» ACTIVITY: Only certain lines below are wanted: those starting at the line containing "pub const fn strings(&self)" and ending at the line containing "if let Some(key)", both included, each retyped exactly.

Collected data entries
+++

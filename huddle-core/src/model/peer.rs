use serde::{Deserialize, Serialize};
use std::fmt;
use uuid::Uuid;

/// Room-scoped participant identifier. Opaque to the signaling layer: it is
/// supplied by the identity provider and only compared for equality.
#[derive(Debug, Serialize, Deserialize, Clone, Hash, Eq, PartialEq, Ord, PartialOrd)]
#[serde(transparent)]
pub struct PeerId(String);

impl PeerId {
    pub fn new(id: impl Into<String>) -> Self {
        Self(id.into())
    }

    /// Fresh identifier for participants without an identity-provider id.
    pub fn random() -> Self {
        Self(Uuid::new_v4().to_string())
    }

    pub fn as_str(&self) -> &str {
        &self.0
    }
}

impl From<&str> for PeerId {
    fn from(s: &str) -> Self {
        Self(s.to_owned())
    }
}

impl From<String> for PeerId {
    fn from(s: String) -> Self {
        Self(s)
    }
}

impl fmt::Display for PeerId {
    fn fmt(&self, f: &mut fmt::Formatter<'_>) -> fmt::Result {
        write!(f, "{}", self.0)
    }
}
//! Record store with string macros

use crate::Entry;
use ahash::AHashMap;
use std::borrow::Cow;

/// A collection of records plus the `@string` macros they may reference
///
/// Records are looked up by citation key. Macro names are
/// case-insensitive, as in BibTeX.
#[derive(Debug, Clone, Default)]
pub struct Database<'a> {
    /// Bibliography entries
    entries: Vec<Entry<'a>>,
    /// String definitions, keyed by lowercase name
    strings: AHashMap<Cow<'a, str>, Cow<'a, str>>,
}

impl<'a> Database<'a> {
    /// Create a new empty database
    #[must_use]
    pub fn new() -> Self {
        Self::default()
    }

    /// Get all entries
    #[must_use]
    pub fn entries(&self) -> &[Entry<'a>] {
        &self.entries
    }

    /// Get all string definitions
    #[must_use]
    pub const fn strings(&self) -> &AHashMap<Cow<'a, str>, Cow<'a, str>> {
        &self.strings
    }

    /// Add an entry
    ///
    /// An entry whose citation key is already taken replaces the stored
    /// entry, which is returned. Entries without a key are always appended.
    pub fn add_entry(&mut self, entry: Entry<'a>) -> Option<Entry<'a>> {
        if let Some(key) = entry.citation_key() {
            if let Some(pos) = self
                .entries
                .iter()
                .position(|e| e.citation_key() == Some(key))
            {
                return Some(std::mem::replace(&mut self.entries[pos], entry));
            }
        }
        self.entries.push(entry);
        None
    }

    /// Remove the entry with the given citation key
    pub fn remove_entry(&mut self, key: &str) -> Option<Entry<'a>> {
        let pos = self
            .entries
            .iter()
            .position(|e| e.citation_key() == Some(key))?;
        Some(self.entries.remove(pos))
    }

    /// Find an entry by citation key
    #[must_use]
    pub fn find_by_key(&self, key: &str) -> Option<&Entry<'a>> {
        self.entries.iter().find(|e| e.citation_key() == Some(key))
    }

    /// Add a string definition, replacing any previous one of the same name
    pub fn add_string(&mut self, name: impl Into<Cow<'a, str>>, value: impl Into<Cow<'a, str>>) {
        self.strings.insert(normalize_name(name.into()), value.into());
    }

    /// Look up the replacement text of a string macro
    #[must_use]
    pub fn lookup_macro(&self, name: &str) -> Option<&str> {
        let value = if name.chars().any(char::is_uppercase) {
            self.strings.get(name.to_lowercase().as_str())
        } else {
            self.strings.get(name)
        };
        value.map(AsRef::as_ref)
    }

    /// Replace every `#name#` alias in `text` with its macro text
    ///
    /// Macro bodies are expanded in turn. Aliases that are undefined, or
    /// that would recurse into themselves, are left verbatim. Text without
    /// any `#` is returned borrowed.
    #[must_use]
    pub fn expand_macros<'t>(&self, text: &'t str) -> Cow<'t, str> {
        if memchr::memchr(b'#', text.as_bytes()).is_none() {
            return Cow::Borrowed(text);
        }

        let mut out = String::with_capacity(text.len());
        let mut stack = Vec::new();
        self.expand_macros_into(text, &mut out, &mut stack);
        Cow::Owned(out)
    }

    fn expand_macros_into(&self, text: &str, out: &mut String, stack: &mut Vec<String>) {
        let mut rest = text;

        while let Some(start) = memchr::memchr(b'#', rest.as_bytes()) {
            out.push_str(&rest[..start]);
            let after = &rest[start + 1..];

            let Some(end) = memchr::memchr(b'#', after.as_bytes()) else {
                // Lone '#', nothing left to pair it with
                out.push_str(&rest[start..]);
                return;
            };

            let name = &after[..end];
            let lowered = name.to_lowercase();
            match self.lookup_macro(name) {
                Some(body) if !name.is_empty() && !stack.contains(&lowered) => {
                    stack.push(lowered);
                    self.expand_macros_into(body, out, stack);
                    stack.pop();
                }
                Some(_) => {
                    tracing::debug!(alias = name, "recursive macro alias left verbatim");
                    push_alias(out, name);
                }
                None => {
                    tracing::debug!(alias = name, "undefined macro alias left verbatim");
                    push_alias(out, name);
                }
            }
            rest = &after[end + 1..];
        }

        out.push_str(rest);
    }

    /// Convert to owned version (no borrowed data)
    #[must_use]
    pub fn into_owned(self) -> Database<'static> {
        Database {
            entries: self.entries.into_iter().map(Entry::into_owned).collect(),
            strings: self
                .strings
                .into_iter()
                .map(|(k, v)| (Cow::Owned(k.into_owned()), Cow::Owned(v.into_owned())))
                .collect(),
        }
    }
}

fn push_alias(out: &mut String, name: &str) {
    out.push('#');
    out.push_str(name);
    out.push('#');
}

fn normalize_name(name: Cow<'_, str>) -> Cow<'_, str> {
    if name.chars().any(char::is_uppercase) {
        Cow::Owned(name.to_lowercase())
    } else {
        name
    }
}

/// Builder for creating databases programmatically
#[derive(Debug, Default)]
pub struct DatabaseBuilder<'a> {
    db: Database<'a>,
}

impl<'a> DatabaseBuilder<'a> {
    /// Create a new builder
    #[must_use]
    pub fn new() -> Self {
        Self::default()
    }

    /// Add an entry
    #[must_use]
    pub fn entry(mut self, entry: Entry<'a>) -> Self {
        self.db.add_entry(entry);
        self
    }

    /// Add a string definition
    #[must_use]
    pub fn string(mut self, name: impl Into<Cow<'a, str>>, value: impl Into<Cow<'a, str>>) -> Self {
        self.db.add_string(name, value);
        self
    }

    /// Build the database
    #[must_use]
    pub fn build(self) -> Database<'a> {
        self.db
    }
}
//! Error types for the bracketed-pattern crate

use thiserror::Error;

/// Result type for bracketed-pattern operations
pub type Result<T> = std::result::Result<T, Error>;

/// The main error type for bracketed-pattern
///
/// Expansion only ever fails with [`Error::MissingRecord`] or
/// [`Error::UncompiledPattern`]. The remaining variants are reported by
/// [`BracketedPattern::validate`](crate::BracketedPattern::validate).
#[derive(Error, Debug)]
pub enum Error {
    /// Expansion was requested without a record to expand against
    #[error("Cannot expand a pattern without a record")]
    MissingRecord,

    /// The pattern was never compiled from a source string
    #[error("Pattern has no compiled source")]
    UncompiledPattern,

    /// A modifier name that the registry does not know
    #[error("Unknown modifier '{name}'")]
    UnknownModifier {
        /// The modifier name as written in the pattern
        name: String,
    },

    /// A modifier called with the wrong number of arguments
    #[error("Modifier '{name}' expects {expected} argument(s), found {found}")]
    ModifierArity {
        /// The modifier name
        name: String,
        /// Number of arguments the modifier takes
        expected: usize,
        /// Number of arguments supplied
        found: usize,
    },

    /// A `regex` modifier whose pattern does not compile
    #[error("Invalid regular expression '{pattern}': {source}")]
    InvalidRegex {
        /// The offending expression
        pattern: String,
        /// Error reported by the regex engine
        #[source]
        source: regex::Error,
    },
}
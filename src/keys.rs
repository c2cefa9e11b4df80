//! Built-in keys that compute a value instead of reading a field
//!
//! Keys are looked up by exact (case-sensitive) name first, then matched
//! against the registry's key patterns. The built-in patterns cover the
//! numbered forms (`authN`, `authN_M`, `authorsN`, `edtrN`, `keywordN`,
//! `keywordsN`). Anything else is read as a field.

use crate::modifiers::{capitalize_word, is_function_word};
use crate::names::NameList;
use crate::resolver::resolve_field;
use crate::{Database, Entry, Error, Result};
use ahash::AHashMap;
use lazy_static::lazy_static;
use regex::{Captures, Regex};
use std::sync::Arc;

/// Signature of a key handler
pub type KeyHandler = fn(&KeyContext<'_>) -> String;

/// Signature of a handler for keys matched by pattern; it also receives the
/// captures of the pattern against the key
pub type PatternKeyHandler = fn(&KeyContext<'_>, &Captures<'_>) -> String;

lazy_static! {
    static ref NUMBERED_KEYS: Vec<PatternKey> = {
        let table: [(&str, PatternKeyHandler); 6] = [
            (r"^auth(\d+)$", |ctx, caps| {
                number(caps, 1).map_or_else(String::new, |n| ctx.authors().last_name_prefix(0, n))
            }),
            (r"^auth(\d+)_(\d+)$", nth_author_prefix),
            (r"^authors(\d+)$", |ctx, caps| {
                number(caps, 1).map_or_else(String::new, |n| ctx.authors().first_n_last_names(n))
            }),
            (r"^edtr(\d+)$", |ctx, caps| {
                number(caps, 1).map_or_else(String::new, |n| ctx.editors().last_name_prefix(0, n))
            }),
            (r"^keyword(\d+)$", |ctx, caps| {
                number(caps, 1)
                    .and_then(|n| n.checked_sub(1))
                    .and_then(|i| ctx.keywords().into_iter().nth(i))
                    .unwrap_or_default()
            }),
            (r"^keywords(\d+)$", |ctx, caps| {
                number(caps, 1)
                    .map(|n| ctx.keywords().into_iter().take(n).collect())
                    .unwrap_or_default()
            }),
        ];
        table
            .into_iter()
            .map(|(pattern, handler)| PatternKey {
                pattern: Regex::new(pattern).expect("numbered key patterns are valid"),
                handler,
            })
            .collect()
    };

    static ref BUILTIN: Arc<KeyRegistry> = Arc::new(KeyRegistry::default());
}

/// Everything a key handler may look at
#[derive(Debug, Clone, Copy)]
pub struct KeyContext<'c> {
    /// The record being expanded
    pub record: &'c Entry<'c>,
    /// Store for macros and cross-references, if any
    pub store: Option<&'c Database<'c>>,
    /// Separator for list-valued fields such as `keywords`
    pub separator: char,
}

impl<'c> KeyContext<'c> {
    /// Create a context
    #[must_use]
    pub const fn new(record: &'c Entry<'c>, store: Option<&'c Database<'c>>, separator: char) -> Self {
        Self {
            record,
            store,
            separator,
        }
    }

    /// Resolve a field of the record
    #[must_use]
    pub fn field(&self, name: &str) -> String {
        resolve_field(self.record, name, self.store)
    }

    /// Persons of the `author` field
    #[must_use]
    pub fn authors(&self) -> NameList {
        NameList::parse(&self.field("author"))
    }

    /// Persons of the `editor` field
    #[must_use]
    pub fn editors(&self) -> NameList {
        NameList::parse(&self.field("editor"))
    }

    /// Entries of the `keywords` field, split by the separator
    #[must_use]
    pub fn keywords(&self) -> Vec<String> {
        self.field("keywords")
            .split(self.separator)
            .map(str::trim)
            .filter(|k| !k.is_empty())
            .map(String::from)
            .collect()
    }
}

#[derive(Debug, Clone)]
struct PatternKey {
    pattern: Regex,
    handler: PatternKeyHandler,
}

/// Mapping from key name to handler
#[derive(Debug, Clone)]
pub struct KeyRegistry {
    handlers: AHashMap<String, KeyHandler>,
    patterns: Vec<PatternKey>,
}

impl Default for KeyRegistry {
    fn default() -> Self {
        let mut registry = Self::empty();
        let builtins: [(&str, KeyHandler); 22] = [
            ("entrytype", entry_type),
            ("bibtexkey", citation_key),
            ("auth", |ctx| ctx.authors().first_last_name()),
            ("pureauth", |ctx| ctx.authors().first_last_name()),
            ("authors", |ctx| ctx.authors().concat_last_names()),
            ("authFirstFull", |ctx| ctx.authors().first_von_last()),
            ("authForeIni", |ctx| ctx.authors().first_fore_initial()),
            ("authorLast", |ctx| ctx.authors().last_last_name()),
            ("authEtAl", |ctx| ctx.authors().et_al("", "EtAl")),
            ("auth.etal", |ctx| ctx.authors().et_al(".", ".etal")),
            ("authorIni", |ctx| ctx.authors().last_name_initials()),
            ("edtr", |ctx| ctx.editors().first_last_name()),
            ("editors", |ctx| ctx.editors().concat_last_names()),
            ("editorLast", |ctx| ctx.editors().last_last_name()),
            ("firstpage", first_page),
            ("lastpage", last_page),
            ("pageprefix", page_prefix),
            ("shortyear", short_year),
            ("shorttitle", |ctx| short_title(&ctx.field("title"), 3)),
            ("veryshorttitle", |ctx| short_title(&ctx.field("title"), 1)),
            ("camel", camel),
            ("citationkey", citation_key),
        ];
        for (name, handler) in builtins {
            registry.register(name, handler);
        }
        registry.patterns.extend(NUMBERED_KEYS.iter().cloned());
        registry
    }
}

impl KeyRegistry {
    /// A registry without any keys; every key reads a field
    #[must_use]
    pub fn empty() -> Self {
        Self {
            handlers: AHashMap::new(),
            patterns: Vec::new(),
        }
    }

    /// The shared registry of built-in keys
    #[must_use]
    pub fn builtin() -> Arc<Self> {
        Arc::clone(&BUILTIN)
    }

    /// Add or replace a key handler
    pub fn register(&mut self, name: impl Into<String>, handler: KeyHandler) {
        self.handlers.insert(name.into(), handler);
    }

    /// Add a handler for every key matching `pattern`
    ///
    /// Exact names win over patterns; patterns are tried in registration
    /// order.
    pub fn register_pattern(&mut self, pattern: &str, handler: PatternKeyHandler) -> Result<()> {
        let regex = Regex::new(pattern).map_err(|source| Error::InvalidRegex {
            pattern: pattern.to_string(),
            source,
        })?;
        self.patterns.push(PatternKey {
            pattern: regex,
            handler,
        });
        Ok(())
    }

    /// Whether `key` is handled without falling back to a field lookup
    #[must_use]
    pub fn contains(&self, key: &str) -> bool {
        self.handlers.contains_key(key) || self.patterns.iter().any(|p| p.pattern.is_match(key))
    }

    /// Compute the value of `key`
    #[must_use]
    pub fn resolve(&self, key: &str, ctx: &KeyContext<'_>) -> String {
        if let Some(handler) = self.handlers.get(key) {
            return handler(ctx);
        }
        let matched = self
            .patterns
            .iter()
            .find_map(|p| p.pattern.captures(key).map(|caps| (p.handler, caps)));
        if let Some((handler, caps)) = matched {
            return handler(ctx, &caps);
        }

        let value = ctx.field(key);
        if value.is_empty() {
            tracing::debug!(key, "key resolved to an empty value");
        }
        value
    }
}

/// Capture group `group` of a numbered key, as a number
fn number(caps: &Captures<'_>, group: usize) -> Option<usize> {
    caps.get(group)?.as_str().parse().ok()
}

/// `authN_M`: first N characters of the M-th author's last name
fn nth_author_prefix(ctx: &KeyContext<'_>, caps: &Captures<'_>) -> String {
    match (number(caps, 1), number(caps, 2).and_then(|m| m.checked_sub(1))) {
        (Some(n), Some(index)) => ctx.authors().last_name_prefix(index, n),
        _ => String::new(),
    }
}

fn entry_type(ctx: &KeyContext<'_>) -> String {
    ctx.record.entry_type().display_name().into_owned()
}

fn citation_key(ctx: &KeyContext<'_>) -> String {
    ctx.record.citation_key().unwrap_or_default().to_string()
}

const RANGE_SEPARATORS: [char; 3] = ['-', '\u{2013}', '\u{2014}'];

/// Split `pages` into the parts before and after its range separator
fn page_range(pages: &str) -> (&str, Option<&str>) {
    match pages.find(RANGE_SEPARATORS) {
        Some(pos) => (
            &pages[..pos],
            Some(pages[pos..].trim_start_matches(RANGE_SEPARATORS)),
        ),
        None => (pages, None),
    }
}

/// The first run of ASCII digits in `s`
fn digit_run(s: &str) -> &str {
    let Some(start) = s.find(|c: char| c.is_ascii_digit()) else {
        return "";
    };
    let rest = &s[start..];
    let end = rest
        .find(|c: char| !c.is_ascii_digit())
        .unwrap_or(rest.len());
    &rest[..end]
}

fn first_page(ctx: &KeyContext<'_>) -> String {
    let pages = ctx.field("pages");
    digit_run(page_range(&pages).0).to_string()
}

fn last_page(ctx: &KeyContext<'_>) -> String {
    let pages = ctx.field("pages");
    match page_range(&pages) {
        (first, None) => digit_run(first),
        (first, Some(last)) => match digit_run(last) {
            "" => digit_run(first),
            run => run,
        },
    }
    .to_string()
}

fn page_prefix(ctx: &KeyContext<'_>) -> String {
    let pages = ctx.field("pages");
    let first = page_range(&pages).0.trim_start();
    let end = first
        .find(|c: char| c.is_ascii_digit())
        .unwrap_or(first.len());
    first[..end].trim_end().to_string()
}

fn short_year(ctx: &KeyContext<'_>) -> String {
    let year = ctx.field("year");
    let digits = digit_run(&year);
    let skip = digits.len().saturating_sub(2);
    digits[skip..].to_string()
}

/// Words of a title with braces and punctuation removed
fn title_words(title: &str) -> impl Iterator<Item = String> + '_ {
    title
        .split_whitespace()
        .map(|w| w.chars().filter(|c| c.is_alphanumeric()).collect::<String>())
        .filter(|w| !w.is_empty())
}

fn short_title(title: &str, words: usize) -> String {
    title_words(title)
        .filter(|w| !is_function_word(w))
        .take(words)
        .map(|w| capitalize_word(&w))
        .collect()
}

fn camel(ctx: &KeyContext<'_>) -> String {
    title_words(&ctx.field("title"))
        .map(|w| capitalize_word(&w))
        .collect()
}
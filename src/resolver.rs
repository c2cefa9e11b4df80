//! Field resolution with macro expansion and cross-reference inheritance
//!
//! A record that cross-references a parent inherits a fixed set of content
//! fields from it, one level deep. The citation key is never inherited.

use crate::{Database, Entry};
use std::borrow::Cow;

/// Fields a record inherits from the parent named by its `crossref`
pub const INHERITABLE_FIELDS: &[&str] = &[
    "author",
    "editor",
    "title",
    "booktitle",
    "maintitle",
    "journal",
    "journaltitle",
    "publisher",
    "organization",
    "institution",
    "school",
    "address",
    "location",
    "series",
    "volume",
    "number",
    "edition",
    "year",
    "date",
    "month",
    "isbn",
    "issn",
    "language",
];

/// Pseudo-field names that read the record's own citation key
pub const CITATION_KEY_FIELDS: &[&str] = &["bibtexkey", "citationkey"];

/// Whether `field` is inherited through a cross-reference
#[must_use]
pub fn is_inheritable(field: &str) -> bool {
    INHERITABLE_FIELDS
        .iter()
        .any(|f| f.eq_ignore_ascii_case(field))
}

/// Whether `field` names the citation key
#[must_use]
pub fn is_citation_key_field(field: &str) -> bool {
    CITATION_KEY_FIELDS
        .iter()
        .any(|f| f.eq_ignore_ascii_case(field))
}

/// Resolve a field of `record` to text
///
/// Never fails: anything that cannot be resolved yields the empty string.
#[must_use]
pub fn resolve_field(record: &Entry<'_>, field: &str, store: Option<&Database<'_>>) -> String {
    resolve(record, field, store).map_or_else(String::new, Cow::into_owned)
}

/// Like [`resolve_field`], but `None` when nothing resolves
///
/// Borrows from the record or the store when no macro had to be expanded.
#[must_use]
pub fn resolve<'r>(
    record: &'r Entry<'_>,
    field: &str,
    store: Option<&'r Database<'_>>,
) -> Option<Cow<'r, str>> {
    if field.is_empty() {
        return None;
    }

    if is_citation_key_field(field) {
        return record.citation_key().map(Cow::Borrowed);
    }

    if let Some(value) = record.get(field) {
        return Some(match store {
            Some(db) => db.expand_macros(value),
            None => Cow::Borrowed(value),
        });
    }

    if !is_inheritable(field) {
        return None;
    }

    let parent_key = record.crossref()?;
    let Some(db) = store else {
        tracing::debug!(field, parent = parent_key, "no store to resolve cross-reference");
        return None;
    };
    let Some(parent) = db.find_by_key(parent_key) else {
        tracing::debug!(field, parent = parent_key, "cross-referenced parent not found");
        return None;
    };

    parent.get(field).map(|value| db.expand_macros(value))
}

+++

» RESULT OF THE TASK:
    pub const fn strings(&self) -> &AHashMap<Cow<'a, str>, Cow<'a, str>> {
        &self.strings
    }

    /// Add an entry
    ///
    /// An entry whose citation key is already taken replaces the stored
    /// entry, which is returned. Entries without a key are always appended.
    pub fn add_entry(&mut self, entry: Entry<'a>) -> Option<Entry<'a>> {
        if let Some(key) = entry.citation_key() {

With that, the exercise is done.